- Opening Delimiter -

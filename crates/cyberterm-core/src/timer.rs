#![forbid(unsafe_code)]

//! Cooperative timer queue.
//!
//! A [`TimerQueue`] stands in for `setTimeout` / `setInterval` on a single
//! cooperative thread. Time is virtual: the owner advances the queue with
//! [`TimerQueue::poll`] and receives due timers one at a time, so handlers
//! can schedule follow-up timers relative to the instant the previous one
//! fired.
//!
//! # Invariants
//!
//! 1. Timers fire in deadline order; equal deadlines fire in scheduling order.
//! 2. A cancelled timer never fires, even if its deadline has passed.
//! 3. A repeating timer fires once per elapsed period (catch-up on large jumps).
//! 4. `now()` never moves backwards.
//!
//! # Failure Modes
//!
//! - Zero period: clamped to [`MIN_PERIOD`] so a repeating timer cannot spin.
//! - Polling with `until < now()`: returns nothing and leaves `now()` as is.
//!
//! # Usage
//!
//! ```
//! use cyberterm_core::timer::TimerQueue;
//! use std::time::Duration;
//!
//! let mut queue = TimerQueue::new();
//! let blink = queue.every(Duration::from_millis(500), "blink");
//! queue.after(Duration::from_millis(200), "hello");
//!
//! let fired: Vec<_> = queue
//!     .drain_due(Duration::from_millis(1000))
//!     .into_iter()
//!     .map(|f| f.payload)
//!     .collect();
//! assert_eq!(fired, vec!["hello", "blink", "blink"]);
//!
//! assert!(queue.cancel(blink));
//! assert!(queue.is_empty());
//! ```

use std::cmp::Reverse;
use std::collections::BinaryHeap;
use std::fmt;
use std::time::Duration;

use ahash::AHashMap;

/// Shortest period a repeating timer may have.
pub const MIN_PERIOD: Duration = Duration::from_millis(1);

/// Opaque handle for a scheduled timer.
///
/// Ids are unique for the lifetime of the queue that issued them and are
/// never reused, so a stale id can be cancelled or fired safely (both are
/// no-ops).
#[derive(Debug, Clone, Copy, PartialEq, Eq, Hash, PartialOrd, Ord)]
pub struct TimerId(u64);

impl TimerId {
    /// Raw numeric value, for logging.
    #[must_use]
    pub const fn raw(self) -> u64 {
        self.0
    }
}

impl fmt::Display for TimerId {
    fn fmt(&self, f: &mut fmt::Formatter<'_>) -> fmt::Result {
        write!(f, "timer#{}", self.0)
    }
}

/// Whether a timer fires once or keeps rescheduling itself.
#[derive(Debug, Clone, Copy, PartialEq, Eq)]
pub enum Repeat {
    /// Fire once, then forget.
    Once,
    /// Fire every `period` until cancelled.
    Every(Duration),
}

/// A timer that came due.
#[derive(Debug, Clone, PartialEq, Eq)]
pub struct Fired<E> {
    /// Handle of the timer that fired.
    pub id: TimerId,
    /// Deadline the timer fired at (virtual time).
    pub at: Duration,
    /// Payload supplied when the timer was scheduled.
    pub payload: E,
}

#[derive(Debug)]
struct Slot<E> {
    deadline: Duration,
    /// Sequence number of the live heap entry; older entries are stale.
    seq: u64,
    repeat: Repeat,
    payload: E,
}

/// Single-threaded queue of one-shot and repeating timers.
#[derive(Debug)]
pub struct TimerQueue<E> {
    now: Duration,
    next_id: u64,
    next_seq: u64,
    heap: BinaryHeap<Reverse<(Duration, u64, TimerId)>>,
    slots: AHashMap<TimerId, Slot<E>>,
}

impl<E> Default for TimerQueue<E> {
    fn default() -> Self {
        Self::new()
    }
}

impl<E> TimerQueue<E> {
    /// Create an empty queue at virtual time zero.
    #[must_use]
    pub fn new() -> Self {
        Self::starting_at(Duration::ZERO)
    }

    /// Create an empty queue whose clock starts at `now`.
    #[must_use]
    pub fn starting_at(now: Duration) -> Self {
        Self {
            now,
            next_id: 1,
            next_seq: 0,
            heap: BinaryHeap::new(),
            slots: AHashMap::new(),
        }
    }

    /// Current virtual time.
    #[must_use]
    pub fn now(&self) -> Duration {
        self.now
    }

    /// Schedule `payload` to fire once, `delay` from now.
    pub fn after(&mut self, delay: Duration, payload: E) -> TimerId {
        self.insert(self.now + delay, Repeat::Once, payload)
    }

    /// Schedule `payload` to fire every `period`, first at `now + period`.
    pub fn every(&mut self, period: Duration, payload: E) -> TimerId {
        let period = period.max(MIN_PERIOD);
        self.insert(self.now + period, Repeat::Every(period), payload)
    }

    fn insert(&mut self, deadline: Duration, repeat: Repeat, payload: E) -> TimerId {
        let id = TimerId(self.next_id);
        self.next_id += 1;
        let seq = self.bump_seq();
        self.heap.push(Reverse((deadline, seq, id)));
        self.slots.insert(
            id,
            Slot {
                deadline,
                seq,
                repeat,
                payload,
            },
        );
        tracing::trace!(
            target: "cyberterm.timer",
            timer = id.raw(),
            deadline_ms = deadline.as_millis() as u64,
            ?repeat,
            "timer scheduled"
        );
        id
    }

    fn bump_seq(&mut self) -> u64 {
        let seq = self.next_seq;
        self.next_seq += 1;
        seq
    }

    /// Cancel a pending timer.
    ///
    /// Returns `true` if the timer was pending. Cancelling an unknown,
    /// already-fired, or already-cancelled id is a no-op.
    pub fn cancel(&mut self, id: TimerId) -> bool {
        let removed = self.slots.remove(&id).is_some();
        if removed {
            tracing::trace!(target: "cyberterm.timer", timer = id.raw(), "timer cancelled");
        }
        removed
    }

    /// Cancel every pending timer. Returns how many were pending.
    pub fn cancel_all(&mut self) -> usize {
        let count = self.slots.len();
        self.slots.clear();
        self.heap.clear();
        count
    }

    /// Whether `id` is still pending.
    #[must_use]
    pub fn contains(&self, id: TimerId) -> bool {
        self.slots.contains_key(&id)
    }

    /// Number of pending timers.
    #[must_use]
    pub fn len(&self) -> usize {
        self.slots.len()
    }

    /// Whether no timers are pending.
    #[must_use]
    pub fn is_empty(&self) -> bool {
        self.slots.is_empty()
    }

    /// Handles of all pending timers, in no particular order.
    pub fn ids(&self) -> impl Iterator<Item = TimerId> + '_ {
        self.slots.keys().copied()
    }

    /// Earliest pending deadline, if any.
    #[must_use]
    pub fn next_deadline(&self) -> Option<Duration> {
        self.slots.values().map(|slot| slot.deadline).min()
    }

    /// Deadline of a specific pending timer.
    #[must_use]
    pub fn deadline_of(&self, id: TimerId) -> Option<Duration> {
        self.slots.get(&id).map(|slot| slot.deadline)
    }
}

impl<E: Clone> TimerQueue<E> {
    /// Pop the next timer due at or before `until`.
    ///
    /// The queue clock moves to the fired timer's deadline, so anything the
    /// caller schedules while handling it is relative to that instant. When
    /// nothing else is due the clock settles at `until` and `None` is
    /// returned.
    pub fn poll(&mut self, until: Duration) -> Option<Fired<E>> {
        while let Some(&Reverse((deadline, seq, id))) = self.heap.peek() {
            if deadline > until {
                break;
            }
            self.heap.pop();

            let live = matches!(self.slots.get(&id), Some(slot) if slot.seq == seq);
            if !live {
                // Cancelled or superseded entry.
                continue;
            }

            self.now = self.now.max(deadline);
            if let Some(fired) = self.take_due(id, deadline) {
                return Some(fired);
            }
        }
        self.now = self.now.max(until);
        None
    }

    /// Collect every timer due at or before `until`, in firing order.
    pub fn drain_due(&mut self, until: Duration) -> Vec<Fired<E>> {
        let mut fired = Vec::new();
        while let Some(next) = self.poll(until) {
            fired.push(next);
        }
        fired
    }

    /// Fire a pending timer immediately at the current virtual time.
    ///
    /// Repeating timers are rescheduled one period from now. Returns `None`
    /// if `id` is not pending.
    pub fn fire(&mut self, id: TimerId) -> Option<Fired<E>> {
        self.take_due(id, self.now)
    }

    fn take_due(&mut self, id: TimerId, at: Duration) -> Option<Fired<E>> {
        let repeat = self.slots.get(&id)?.repeat;
        let payload = match repeat {
            Repeat::Once => self.slots.remove(&id)?.payload,
            Repeat::Every(period) => {
                let seq = self.bump_seq();
                let next = at + period;
                let slot = self.slots.get_mut(&id)?;
                slot.deadline = next;
                slot.seq = seq;
                let payload = slot.payload.clone();
                self.heap.push(Reverse((next, seq, id)));
                payload
            }
        };
        tracing::trace!(
            target: "cyberterm.timer",
            timer = id.raw(),
            at_ms = at.as_millis() as u64,
            "timer fired"
        );
        Some(Fired { id, at, payload })
    }
}

#[cfg(test)]
mod tests {
    use super::*;

    fn ms(value: u64) -> Duration {
        Duration::from_millis(value)
    }

    #[test]
    fn one_shot_fires_once_at_deadline() {
        let mut q = TimerQueue::new();
        let id = q.after(ms(100), 'a');
        assert!(q.poll(ms(99)).is_none());
        assert_eq!(q.now(), ms(99));

        let fired = q.poll(ms(100)).unwrap();
        assert_eq!(fired.id, id);
        assert_eq!(fired.at, ms(100));
        assert_eq!(fired.payload, 'a');
        assert!(q.poll(ms(1000)).is_none());
        assert!(q.is_empty());
    }

    #[test]
    fn fires_in_deadline_order_with_stable_ties() {
        let mut q = TimerQueue::new();
        q.after(ms(30), "c");
        q.after(ms(10), "a");
        q.after(ms(20), "b1");
        q.after(ms(20), "b2");
        let order: Vec<_> = q.drain_due(ms(50)).into_iter().map(|f| f.payload).collect();
        assert_eq!(order, vec!["a", "b1", "b2", "c"]);
    }

    #[test]
    fn cancelled_timer_never_fires() {
        let mut q = TimerQueue::new();
        let id = q.after(ms(10), ());
        assert!(q.cancel(id));
        assert!(!q.cancel(id), "second cancel is a no-op");
        assert!(q.drain_due(ms(100)).is_empty());
    }

    #[test]
    fn repeating_timer_catches_up_on_large_jump() {
        let mut q = TimerQueue::new();
        q.every(ms(100), ());
        let fired = q.drain_due(ms(350));
        let times: Vec<_> = fired.iter().map(|f| f.at).collect();
        assert_eq!(times, vec![ms(100), ms(200), ms(300)]);
        assert_eq!(q.next_deadline(), Some(ms(400)));
    }

    #[test]
    fn zero_period_is_clamped() {
        let mut q = TimerQueue::new();
        q.every(Duration::ZERO, ());
        assert_eq!(q.drain_due(ms(5)).len(), 5);
    }

    #[test]
    fn scheduling_during_poll_is_relative_to_fire_time() {
        let mut q = TimerQueue::new();
        q.after(ms(10), 1u32);
        let first = q.poll(ms(100)).unwrap();
        assert_eq!(q.now(), first.at);
        q.after(ms(5), 2u32);
        let second = q.poll(ms(100)).unwrap();
        assert_eq!(second.at, ms(15));
        assert_eq!(second.payload, 2);
    }

    #[test]
    fn fire_invokes_pending_timer_immediately() {
        let mut q = TimerQueue::starting_at(ms(50));
        let once = q.after(ms(500), "once");
        let tick = q.every(ms(100), "tick");

        assert_eq!(q.fire(once).map(|f| f.payload), Some("once"));
        assert!(!q.contains(once));
        assert!(q.fire(once).is_none());

        let fired = q.fire(tick).unwrap();
        assert_eq!(fired.at, ms(50));
        assert_eq!(q.deadline_of(tick), Some(ms(150)));
        // The superseded heap entry at 150ms (original) must not double-fire.
        assert_eq!(q.drain_due(ms(160)).len(), 1);
    }

    #[test]
    fn cancel_all_empties_queue() {
        let mut q = TimerQueue::new();
        let a = q.after(ms(1), ());
        q.every(ms(2), ());
        assert_eq!(q.cancel_all(), 2);
        assert!(q.is_empty());
        assert!(q.fire(a).is_none());
        assert!(q.drain_due(ms(10)).is_empty());
    }

    #[test]
    fn clock_never_moves_backwards() {
        let mut q: TimerQueue<()> = TimerQueue::new();
        q.poll(ms(100));
        q.poll(ms(40));
        assert_eq!(q.now(), ms(100));
    }

    #[test]
    fn ids_are_unique() {
        let mut q = TimerQueue::new();
        let a = q.after(ms(1), ());
        q.poll(ms(1));
        let b = q.after(ms(1), ());
        assert_ne!(a, b);
        assert_eq!(format!("{a}"), "timer#1");
    }
}
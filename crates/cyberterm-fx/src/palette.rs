#![forbid(unsafe_code)]

//! Neon palette for particles.

use std::fmt;

use serde::{Deserialize, Serialize};

/// An opaque sRGB colour.
#[derive(Debug, Clone, Copy, PartialEq, Eq, Hash, Serialize, Deserialize)]
pub struct Rgb {
    /// Red channel.
    pub r: u8,
    /// Green channel.
    pub g: u8,
    /// Blue channel.
    pub b: u8,
}

impl Rgb {
    /// Create a colour from channels.
    #[must_use]
    pub const fn new(r: u8, g: u8, b: u8) -> Self {
        Self { r, g, b }
    }

    /// Linear interpolation toward `other` (`t` clamped to `[0, 1]`).
    #[must_use]
    pub fn lerp(self, other: Self, t: f32) -> Self {
        let t = t.clamp(0.0, 1.0);
        let mix = |a: u8, b: u8| -> u8 {
            let v = f32::from(a) + (f32::from(b) - f32::from(a)) * t;
            v.round().clamp(0.0, 255.0) as u8
        };
        Self::new(mix(self.r, other.r), mix(self.g, other.g), mix(self.b, other.b))
    }
}

impl fmt::Display for Rgb {
    fn fmt(&self, f: &mut fmt::Formatter<'_>) -> fmt::Result {
        write!(f, "#{:02x}{:02x}{:02x}", self.r, self.g, self.b)
    }
}

/// Electric cyan.
pub const CYAN: Rgb = Rgb::new(0x00, 0xff, 0xff);
/// Hot magenta.
pub const MAGENTA: Rgb = Rgb::new(0xff, 0x00, 0xff);
/// Terminal green.
pub const MATRIX_GREEN: Rgb = Rgb::new(0x00, 0xff, 0x41);
/// Deep electric blue.
pub const ELECTRIC_BLUE: Rgb = Rgb::new(0x00, 0x88, 0xff);

/// Colours particles are drawn from.
pub const NEON: [Rgb; 4] = [CYAN, MAGENTA, MATRIX_GREEN, ELECTRIC_BLUE];

#[cfg(test)]
mod tests {
    use super::*;

    #[test]
    fn hex_display() {
        assert_eq!(CYAN.to_string(), "#00ffff");
        assert_eq!(MATRIX_GREEN.to_string(), "#00ff41");
    }

    #[test]
    fn lerp_endpoints() {
        assert_eq!(CYAN.lerp(MAGENTA, 0.0), CYAN);
        assert_eq!(CYAN.lerp(MAGENTA, 1.0), MAGENTA);
        assert_eq!(CYAN.lerp(MAGENTA, 7.0), MAGENTA);
        assert_eq!(Rgb::new(0, 0, 0).lerp(Rgb::new(200, 100, 50), 0.5), Rgb::new(100, 50, 25));
    }
}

- Closing Delimiter -

BRIEF
The lines needed are the ones from the first line of the entries through the line that contains "the queue with", given again without any change.

OUTPUT BELOW
filename crates/cyberterm-core/src/timer.rs
#![forbid(unsafe_code)]

//! Cooperative timer queue.
//!
//! A [`TimerQueue`] stands in for `setTimeout` / `setInterval` on a single
//! cooperative thread. Time is virtual: the owner advances the queue with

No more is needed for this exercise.